Young teens ages 12 to 15 could begin receiving vaccinations against COVID-19 as early as tomorrow (Thursday), or early next week.

The U.S. Food and Drug Administration gave emergency use authorization to administer the Pfizer/ BioNTech vaccine to the younger age group on Monday, and a Centers for Disease Control advisory committee was expected to give its OK by today.

During a news conference, FDA Doctor Peter Marx, director of the FDA’s Center for Biologic Evaluation and Research, said Pfizer/BioNTech conducted a randomized study of 2,000 teens ages 12 to 15, with 1,005 receiving the vaccine and the remainder received a placebo. None of the 1,005 who received the vaccine contracted COVID-19, while 17 of the other group caught the virus. Side effects were no different from those in adults, Marx said.

The results show the vaccine is 100 percent effective, even higher than the 95-percent efficacy among adults. In comparison, the flu vaccine has an efficacy of about 45 percent.

The FDA will announce the criteria it will use in considering authorization of the vaccine for children under 12 on June 10.

In Letcher County, the Pfizer vaccine has been going to Whitesburg Appalachian Regional Hospital, since ARH has the deep freeze capabilities necessary to store the vaccine in Hazard.

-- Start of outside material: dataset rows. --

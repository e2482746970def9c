// 6.0.2: error type for facade operations. remote failures are wrapped, never rewritten.

use crate::transport::TransportError;

#[derive(Debug, Clone, thiserror::Error)]
pub enum MarginError {
    #[error("{method} failed: {source}")]
    Remote {
        method: &'static str,
        #[source]
        source: TransportError,
    },

    #[error("Failed to decode {method} response: {reason}")]
    Decode { method: &'static str, reason: String },

    #[error("Cannot encode {field}: {reason}")]
    Encode { field: &'static str, reason: String },
}

impl MarginError {
    pub(crate) fn remote(method: &'static str, source: TransportError) -> Self {
        MarginError::Remote { method, source }
    }

    pub(crate) fn decode(method: &'static str, err: impl std::fmt::Display) -> Self {
        MarginError::Decode {
            method,
            reason: err.to_string(),
        }
    }

    pub fn is_revert(&self) -> bool {
        matches!(
            self,
            MarginError::Remote {
                source: TransportError::Reverted { .. },
                ..
            }
        )
    }

    pub fn revert_reason(&self) -> Option<&str> {
        match self {
            MarginError::Remote {
                source: TransportError::Reverted { reason, .. },
                ..
            } => Some(reason.as_str()),
            _ => None,
        }
    }

    // the transport error exactly as the remote side reported it
    pub fn transport_error(&self) -> Option<&TransportError> {
        match self {
            MarginError::Remote { source, .. } => Some(source),
            _ => None,
        }
    }
}

#[cfg(test)]
mod tests {
    use super::*;
    use alloy_primitives::Bytes;

    #[test]
    fn revert_is_preserved() {
        let err = MarginError::remote(
            "openPosition",
            TransportError::Reverted {
                reason: "PositionId already exists".to_string(),
                data: Bytes::new(),
            },
        );
        assert!(err.is_revert());
        assert_eq!(err.revert_reason(), Some("PositionId already exists"));
        assert_eq!(
            err.to_string(),
            "openPosition failed: execution reverted: PositionId already exists"
        );
    }

    #[test]
    fn transport_faults_are_not_reverts() {
        let err = MarginError::remote("getPosition", TransportError::Timeout);
        assert!(!err.is_revert());
        assert_eq!(err.transport_error(), Some(&TransportError::Timeout));

        let decode = MarginError::decode("getPosition", "buffer overrun");
        assert!(decode.transport_error().is_none());
    }
}
// 5.0: the seam to the remote contract system. everything on the far side of
// MarginTransport (signing, nonce management, provider, network) is out of scope here.
// 5.1 call options and the derived caller context. 5.2 receipts and raw logs.

use alloy_primitives::{Address, Bytes, B256, U256};
use async_trait::async_trait;
use serde::{Deserialize, Serialize};

use crate::types::PositionId;

// optional overlay passed with each write. unknown keys do not exist; every field here
// is forwarded untouched to the transport.
#[derive(Debug, Clone, Default, PartialEq, Eq, Serialize, Deserialize)]
pub struct CallOptions {
    // ignored by every facade method: the role address always wins
    pub from: Option<Address>,
    pub gas: Option<u64>,
    pub gas_price: Option<u128>,
    pub value: Option<U256>,
    pub nonce: Option<u64>,
}

impl CallOptions {
    pub fn new() -> Self {
        Self::default()
    }

    pub fn with_gas(mut self, gas: u64) -> Self {
        self.gas = Some(gas);
        self
    }

    pub fn with_gas_price(mut self, gas_price: u128) -> Self {
        self.gas_price = Some(gas_price);
        self
    }

    pub fn with_value(mut self, value: U256) -> Self {
        self.value = Some(value);
        self
    }

    pub fn with_nonce(mut self, nonce: u64) -> Self {
        self.nonce = Some(nonce);
        self
    }

    // per-call keys win over the defaults they are layered on
    pub fn merged_over(&self, defaults: &CallOptions) -> CallOptions {
        CallOptions {
            from: self.from.or(defaults.from),
            gas: self.gas.or(defaults.gas),
            gas_price: self.gas_price.or(defaults.gas_price),
            value: self.value.or(defaults.value),
            nonce: self.nonce.or(defaults.nonce),
        }
    }

    // 5.1: the sender is applied last and always replaces whatever `from` the options carried
    pub fn into_context(self, from: Address) -> CallContext {
        CallContext {
            from,
            gas: self.gas,
            gas_price: self.gas_price,
            value: self.value,
            nonce: self.nonce,
        }
    }
}

/// Caller context that accompanies a state changing call.
#[derive(Debug, Clone, PartialEq, Eq, Serialize, Deserialize)]
pub struct CallContext {
    pub from: Address,
    pub gas: Option<u64>,
    pub gas_price: Option<u128>,
    pub value: Option<U256>,
    pub nonce: Option<u64>,
}

// 5.2: what a mined write reports back. position_id is stamped by the facade on opens.
#[derive(Debug, Clone, PartialEq, Eq, Serialize, Deserialize)]
pub struct TxReceipt {
    pub transaction_hash: B256,
    pub block_number: u64,
    pub gas_used: u64,
    pub success: bool,
    pub position_id: Option<PositionId>,
}

impl TxReceipt {
    pub fn with_position_id(mut self, id: PositionId) -> Self {
        self.position_id = Some(id);
        self
    }
}

#[derive(Debug, Clone, Copy, PartialEq, Eq, Serialize, Deserialize)]
#[serde(rename_all = "snake_case")]
pub enum BlockTag {
    Number(u64),
    Latest,
}

impl BlockTag {
    pub fn resolve(&self, head: u64) -> u64 {
        match self {
            BlockTag::Number(number) => *number,
            BlockTag::Latest => head,
        }
    }
}

// single filter, single range. the transport returns everything that matches.
#[derive(Debug, Clone, PartialEq, Eq, Serialize, Deserialize)]
pub struct LogFilter {
    pub address: Address,
    pub event_signature: B256,
    pub position_id: B256,
    pub from_block: BlockTag,
    pub to_block: BlockTag,
}

impl LogFilter {
    // `head` is the newest mined block; `Latest` resolves to it on either bound
    pub fn matches(&self, log: &RawLog, head: u64) -> bool {
        log.address == self.address
            && log.topics.first() == Some(&self.event_signature)
            && log.topics.get(1) == Some(&self.position_id)
            && self.in_range(log.block_number, head)
    }

    fn in_range(&self, block: u64, head: u64) -> bool {
        let from = self.from_block.resolve(head);
        let to = self.to_block.resolve(head);
        block >= from && block <= to
    }
}

#[derive(Debug, Clone, PartialEq, Eq, Serialize, Deserialize)]
pub struct RawLog {
    pub address: Address,
    pub block_number: u64,
    pub transaction_hash: B256,
    pub topics: Vec<B256>,
    pub data: Bytes,
}

#[derive(Debug, Clone, PartialEq, Eq, thiserror::Error)]
pub enum TransportError {
    #[error("execution reverted: {reason}")]
    Reverted { reason: String, data: Bytes },

    #[error("rpc error {code}: {message}")]
    Rpc { code: i64, message: String },

    #[error("connection failed: {0}")]
    Connection(String),

    #[error("request timed out")]
    Timeout,
}

/// Handle to a deployed margin contract's network.
///
/// Implementations own signing and submission. `send_transaction` resolves once the
/// transaction is mined; a revert is reported as [`TransportError::Reverted`], never as a
/// receipt with `success == false`.
#[async_trait]
pub trait MarginTransport: Send + Sync {
    async fn send_transaction(
        &self,
        to: Address,
        calldata: Bytes,
        context: CallContext,
    ) -> Result<TxReceipt, TransportError>;

    // side-effect-free eth_call against latest state
    async fn call(&self, to: Address, calldata: Bytes) -> Result<Bytes, TransportError>;

    async fn get_logs(&self, filter: &LogFilter) -> Result<Vec<RawLog>, TransportError>;

    /// Unix seconds of the given block.
    async fn block_timestamp(&self, block_number: u64) -> Result<u64, TransportError>;
}

#[cfg(test)]
mod tests {
    use super::*;
    use alloy_primitives::address;

    #[test]
    fn sender_override_wins_last() {
        let caller_supplied = address!("00000000000000000000000000000000000000aa");
        let trader = address!("00000000000000000000000000000000000000bb");

        let options = CallOptions {
            from: Some(caller_supplied),
            ..CallOptions::new().with_gas(500_000)
        };
        let context = options.into_context(trader);

        assert_eq!(context.from, trader);
        assert_eq!(context.gas, Some(500_000));
    }

    #[test]
    fn per_call_options_win_over_defaults() {
        let defaults = CallOptions::new().with_gas(1_000_000).with_gas_price(5);
        let per_call = CallOptions::new().with_gas(200_000).with_value(U256::from(3u64));

        let merged = per_call.merged_over(&defaults);
        assert_eq!(merged.gas, Some(200_000));
        assert_eq!(merged.gas_price, Some(5));
        assert_eq!(merged.value, Some(U256::from(3u64)));
        assert_eq!(merged.nonce, None);
    }

    #[test]
    fn filter_matches_topic_and_range() {
        let contract = address!("00000000000000000000000000000000000000cc");
        let signature = B256::repeat_byte(0x11);
        let id = B256::repeat_byte(0x22);

        let filter = LogFilter {
            address: contract,
            event_signature: signature,
            position_id: id,
            from_block: BlockTag::Number(5),
            to_block: BlockTag::Latest,
        };

        let log = RawLog {
            address: contract,
            block_number: 9,
            transaction_hash: B256::ZERO,
            topics: vec![signature, id],
            data: Bytes::new(),
        };
        assert!(filter.matches(&log, 9));

        let early = RawLog { block_number: 4, ..log.clone() };
        assert!(!filter.matches(&early, 9));

        let other_position = RawLog { topics: vec![signature, B256::repeat_byte(0x33)], ..log };
        assert!(!filter.matches(&other_position, 9));
    }

    #[test]
    fn latest_lower_bound_is_the_head() {
        let contract = address!("00000000000000000000000000000000000000cc");
        let signature = B256::repeat_byte(0x11);
        let id = B256::repeat_byte(0x22);

        let filter = LogFilter {
            address: contract,
            event_signature: signature,
            position_id: id,
            from_block: BlockTag::Latest,
            to_block: BlockTag::Latest,
        };
        let log = RawLog {
            address: contract,
            block_number: 3,
            transaction_hash: B256::ZERO,
            topics: vec![signature, id],
            data: Bytes::new(),
        };

        assert!(filter.matches(&log, 3));
        assert!(!filter.matches(&log, 4));
        assert_eq!(BlockTag::Number(7).resolve(100), 7);
    }
}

It can stay in a regular pharmaceutical refrigerator for up to 14 days, but when it is thawed, diluted and refrigerated, it must be used within five days. It is good for just six hours at room temperature.

“I think as soon as they issue the actual EUA (emergency use authorization), we can start getting people on the schedule,” said Dena Sparkman, Community Chief Executive Officer for the Whitesburg hospital. “To be on the safe side, people can call now to get on the schedule for next week.”

Anyone who wants to do that can call 606-633-3525 or sign up on the ARH web site. Sparkman said ARH has also worked well with Mountain Comprehensive Health Corporation and local pharmacies and expects to continue that.

Mike Caudill, CEO of MCHC, said his organization does not currently have an independent supplier of Pfizer vaccine.

“One of the problems is the extreme storage temperatures that are required,” he said. “Having said that, we will reevaluate our position, but will most likely collaborate with someone like ARH, which we have done in the past to give our Pfizer vaccines.”

Letcher County School Superintendent Denise Yont said she has already been in discussions with MCHC about possibly having a mass vaccination day for students as it had for teachers and staff in the spring. Then the district partnered with Jenkins Independent Schools, and both districts vaccinated their faculty members and staff at the same time.

The schools did a survey of students 16 and over and found only 27 were interested in getting the vaccine, and Yonts said the district will probably do the same with parents of younger children. If there is enough interest, she might try to schedule a day this summer.